What started as a graffiti complaint snowballed fast.
Syosset Superintendent Tom Rogers sent a letter to the school community April 22 explaining that investigators had found “swastikas and racial epithets” in the bathroom. The district launched its own parallel investigation, identified the student, and contacted Nassau County Police. Rogers said the student will face “serious consequences” under the district’s Code of Conduct, though he can’t discuss specifics of student discipline under federal law.

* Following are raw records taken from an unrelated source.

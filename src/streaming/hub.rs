use std::sync::atomic::{AtomicU64, Ordering};
use std::sync::{Arc, Mutex};

use log::{debug, trace};

use super::error::StreamError;
use super::flux::{Flux, Publisher};
use super::outlet::Outlet;
use super::subscription::{
    lock, Arbiter, BoxSubscriber, Demand, Subscriber, Subscription, Upstream, UNBOUNDED,
};
use crate::config::HubConfig;

/// Hot, reference-counted view of a cold source.
///
/// The source is subscribed once enough subscribers have joined (the
/// minimum applies to the first connection only) and cancelled when the
/// last subscriber leaves. Every item is delivered to the subscribers that
/// have outstanding demand at the moment it arrives; the others miss it.
/// The hub asks the source for the largest outstanding demand among its
/// subscribers, so the slowest subscriber never holds back the fastest.
///
/// After the source terminates the hub forgets its subscribers, and the
/// next subscriber starts a fresh connection.
pub struct BroadcastHub<T> {
    inner: Arc<HubInner<T>>,
}

impl<T> Clone for BroadcastHub<T> {
    fn clone(&self) -> Self {
        BroadcastHub {
            inner: self.inner.clone(),
        }
    }
}

struct Member<T> {
    id: u64,
    outlet: Arc<Outlet<T>>,
    demand: Demand,
}

struct Connection {
    id: u64,
    upstream: Arbiter,
}

struct HubState<T> {
    members: Vec<Arc<Member<T>>>,
    connection: Option<Arc<Connection>>,
    /// Requested from the current connection and not yet received.
    outstanding: u64,
    activated: bool,
    next_member: u64,
}

struct HubInner<T> {
    source: Flux<T>,
    min_subscribers: usize,
    state: Mutex<HubState<T>>,
    connections: AtomicU64,
}

impl<T: Clone + Send + 'static> HubInner<T> {
    /// Opens a connection if none is active and the subscriber threshold is met.
    fn open_connection(&self, state: &mut HubState<T>, force: bool) -> Option<Arc<Connection>> {
        if state.connection.is_some() {
            return None;
        }
        let threshold = if state.activated { 1 } else { self.min_subscribers };
        if !force && state.members.len() < threshold {
            return None;
        }
        let id = self.connections.fetch_add(1, Ordering::AcqRel) + 1;
        let connection = Arc::new(Connection {
            id,
            upstream: Arbiter::new(),
        });
        state.connection = Some(connection.clone());
        state.outstanding = 0;
        state.activated = true;
        Some(connection)
    }

    fn start(self: &Arc<Self>, connection: Arc<Connection>) {
        debug!(operator = "hub"; "Connecting to source (connection {})", connection.id);
        self.source.subscribe(HubSubscriber {
            hub: self.clone(),
            connection: connection.id,
        });
        self.replenish();
    }

    fn current(&self, state: &HubState<T>, connection: u64) -> Option<Arc<Connection>> {
        state
            .connection
            .as_ref()
            .filter(|current| current.id == connection)
            .cloned()
    }

    /// Tops up the source request to the largest demand among subscribers.
    fn replenish(&self) {
        let top_up = {
            let mut state = lock(&self.state);
            let Some(connection) = state.connection.clone() else {
                return;
            };
            let wanted = state
                .members
                .iter()
                .map(|member| member.demand.available())
                .max()
                .unwrap_or(0);
            if wanted <= state.outstanding {
                return;
            }
            let extra = if wanted == UNBOUNDED {
                UNBOUNDED
            } else {
                wanted - state.outstanding
            };
            state.outstanding = wanted;
            (connection, extra)
        };
        let (connection, extra) = top_up;
        connection.upstream.request(extra);
    }

    fn remove(&self, member: u64) {
        let disconnected = {
            let mut state = lock(&self.state);
            let before = state.members.len();
            state.members.retain(|m| m.id != member);
            if state.members.len() < before && state.members.is_empty() {
                state.connection.take()
            } else {
                None
            }
        };
        if let Some(connection) = disconnected {
            debug!(operator = "hub"; "Last subscriber left, disconnecting (connection {})", connection.id);
            connection.upstream.cancel();
        }
    }

    /// Clears the member set for a terminated connection and returns it.
    fn terminate(&self, connection: u64) -> Vec<Arc<Member<T>>> {
        let mut state = lock(&self.state);
        if self.current(&state, connection).is_none() {
            return Vec::new();
        }
        state.connection = None;
        std::mem::take(&mut state.members)
    }
}

struct HubPublisher<T> {
    hub: Arc<HubInner<T>>,
}

impl<T: Clone + Send + 'static> Publisher<T> for HubPublisher<T> {
    fn subscribe(&self, subscriber: BoxSubscriber<T>) {
        let member = {
            let mut state = lock(&self.hub.state);
            state.next_member += 1;
            Arc::new(Member {
                id: state.next_member,
                outlet: Outlet::unbounded(),
                demand: Demand::new(),
            })
        };
        member.outlet.attach(
            subscriber,
            Subscription::new(Arc::new(MemberHandle {
                hub: self.hub.clone(),
                member: member.clone(),
            })),
        );
        let connection = {
            let mut state = lock(&self.hub.state);
            if member.outlet.is_cancelled() {
                return;
            }
            state.members.push(member);
            self.hub.open_connection(&mut state, false)
        };
        match connection {
            Some(connection) => self.hub.start(connection),
            None => self.hub.replenish(),
        }
    }
}

struct MemberHandle<T> {
    hub: Arc<HubInner<T>>,
    member: Arc<Member<T>>,
}

impl<T: Clone + Send + 'static> Upstream for MemberHandle<T> {
    fn request(&self, n: u64) {
        self.member.demand.add(n);
        self.member.outlet.request(n);
        self.hub.replenish();
    }

    fn cancel(&self) {
        self.member.outlet.cancel();
        if self.member.demand.cancel() {
            self.hub.remove(self.member.id);
        }
    }
}

struct HubSubscriber<T> {
    hub: Arc<HubInner<T>>,
    connection: u64,
}

impl<T: Clone + Send + 'static> Subscriber<T> for HubSubscriber<T> {
    fn on_subscribe(&mut self, subscription: Subscription) {
        let current = {
            let state = lock(&self.hub.state);
            self.hub.current(&state, self.connection)
        };
        match current {
            Some(connection) => connection.upstream.set(subscription),
            None => subscription.cancel(),
        }
    }

    fn on_next(&mut self, item: T) {
        let (targets, missed) = {
            let mut state = lock(&self.hub.state);
            if self.hub.current(&state, self.connection).is_none() {
                return;
            }
            if state.outstanding != UNBOUNDED {
                state.outstanding = state.outstanding.saturating_sub(1);
            }
            let targets: Vec<Arc<Member<T>>> = state
                .members
                .iter()
                .filter(|member| member.demand.try_consume())
                .cloned()
                .collect();
            let missed = state.members.len() - targets.len();
            (targets, missed)
        };
        if missed > 0 {
            trace!(operator = "hub"; "{} subscriber(s) without demand missed an item", missed);
        }
        for member in targets {
            member.outlet.push(item.clone());
        }
        self.hub.replenish();
    }

    fn on_error(&mut self, error: StreamError) {
        let members = self.hub.terminate(self.connection);
        debug!(operator = "hub"; "Source failed, releasing {} subscriber(s)", members.len());
        for member in members {
            member.outlet.error(error.clone());
        }
    }

    fn on_complete(&mut self) {
        let members = self.hub.terminate(self.connection);
        debug!(operator = "hub"; "Source completed, releasing {} subscriber(s)", members.len());
        for member in members {
            member.outlet.complete();
        }
    }
}

impl<T: Clone + Send + 'static> BroadcastHub<T> {
    /// Wraps `source`. The first connection waits for `min_subscribers`
    /// subscribers (at least one).
    pub fn new(source: Flux<T>, min_subscribers: usize) -> Self {
        BroadcastHub {
            inner: Arc::new(HubInner {
                source,
                min_subscribers: min_subscribers.max(1),
                state: Mutex::new(HubState {
                    members: Vec::new(),
                    connection: None,
                    outstanding: 0,
                    activated: false,
                    next_member: 0,
                }),
                connections: AtomicU64::new(0),
            }),
        }
    }

    pub fn with_config(source: Flux<T>, config: &HubConfig) -> Self {
        Self::new(source, config.min_subscribers)
    }

    /// The hot stream. Each subscription joins the hub.
    pub fn flux(&self) -> Flux<T> {
        Flux::from_publisher(HubPublisher {
            hub: self.inner.clone(),
        })
    }

    pub fn subscribe<S: Subscriber<T> + 'static>(&self, subscriber: S) {
        self.flux().subscribe(subscriber);
    }

    /// Connects to the source now, ignoring the subscriber threshold.
    /// Returns false if a connection was already active.
    pub fn connect(&self) -> bool {
        let connection = {
            let mut state = lock(&self.inner.state);
            self.inner.open_connection(&mut state, true)
        };
        match connection {
            Some(connection) => {
                self.inner.start(connection);
                true
            }
            None => false,
        }
    }

    pub fn subscriber_count(&self) -> usize {
        lock(&self.inner.state).members.len()
    }

    pub fn is_connected(&self) -> bool {
        lock(&self.inner.state).connection.is_some()
    }

    /// How many times the source has been subscribed.
    pub fn connection_count(&self) -> u64 {
        self.inner.connections.load(Ordering::Acquire)
    }
}

impl<T: Clone + Send + 'static> Flux<T> {
    pub fn broadcast(self, min_subscribers: usize) -> BroadcastHub<T> {
        BroadcastHub::new(self, min_subscribers)
    }

    pub fn broadcast_with(self, config: &HubConfig) -> BroadcastHub<T> {
        BroadcastHub::with_config(self, config)
    }

    /// Hot stream that connects on the first subscriber and disconnects
    /// when the last one leaves.
    pub fn share(self) -> Flux<T> {
        self.broadcast(1).flux()
    }
}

Rogers didn’t soften his message. “Antisemitism and hate speech have no place in our communities or in our schools,” he wrote, according to Long Island Press. “Syosset has long been proud of being a welcoming, empathetic, and inclusive community and those values remain firm. We protect those values and this community by confronting and holding accountable those who traffic in any form of hate.”
A second letter from Rogers followed April 23, after the scope of the arrest became public. He wrote that the district is cooperating with law enforcement and that police will maintain a visible presence at school, though classes will continue as normal. A district spokesperson declined to comment further, citing the active investigation.
Syosset Central School District enrolls roughly 6,700 students across Nassau County and has a reputation as one of the top-performing districts on Long Island. Parents there expect safe schools. Finding out that a student allegedly responsible for a hate-crime incident had a parent with a cache of explosive-making materials inside the same community was a gut punch to that expectation.
The Nassau County Police Department’s response illustrates how quickly a graffiti call can scale. What officers initially treated as a criminal mischief and bias incident became a multi-agency hazardous materials operation within hours. Nassau County’s Arson Bomb Squad and its Emergency Service Unit are typically reserved for credible, high-stakes threats, which tells you how seriously investigators regarded what they found inside that Syosset home.
State law on criminal possession of a weapon extends well beyond firearms, covering materials assembled or possessed for use as weapons, including improvised explosive components. Legal experts familiar with Nassau County proceedings say the number of counts Sanles faces, seven total, signals prosecutors are likely building a layered case rather than relying on a single charge. The Nassau County District Attorney’s office prosecutes such cases through its Violent Crimes Bureau.
The incident intersects with a documented rise in antisemitic incidents on Long Island tracked by organizations like the Anti-Defamation League. Nassau County has seen multiple bias-motivated crimes reported at schools over the past two school years. Each one is handled individually, but the pattern is something Rogers and other superintendents across the county are watching closely.
Rogers’ letters, taken together, signal that Syosset’s administration wasn’t caught flat-footed. The district identified the student, reported to police, and communicated with families before the arrest was even made public. That sequence matters for maintaining trust with a school community that will have plenty of hard questions when students return to those hallways.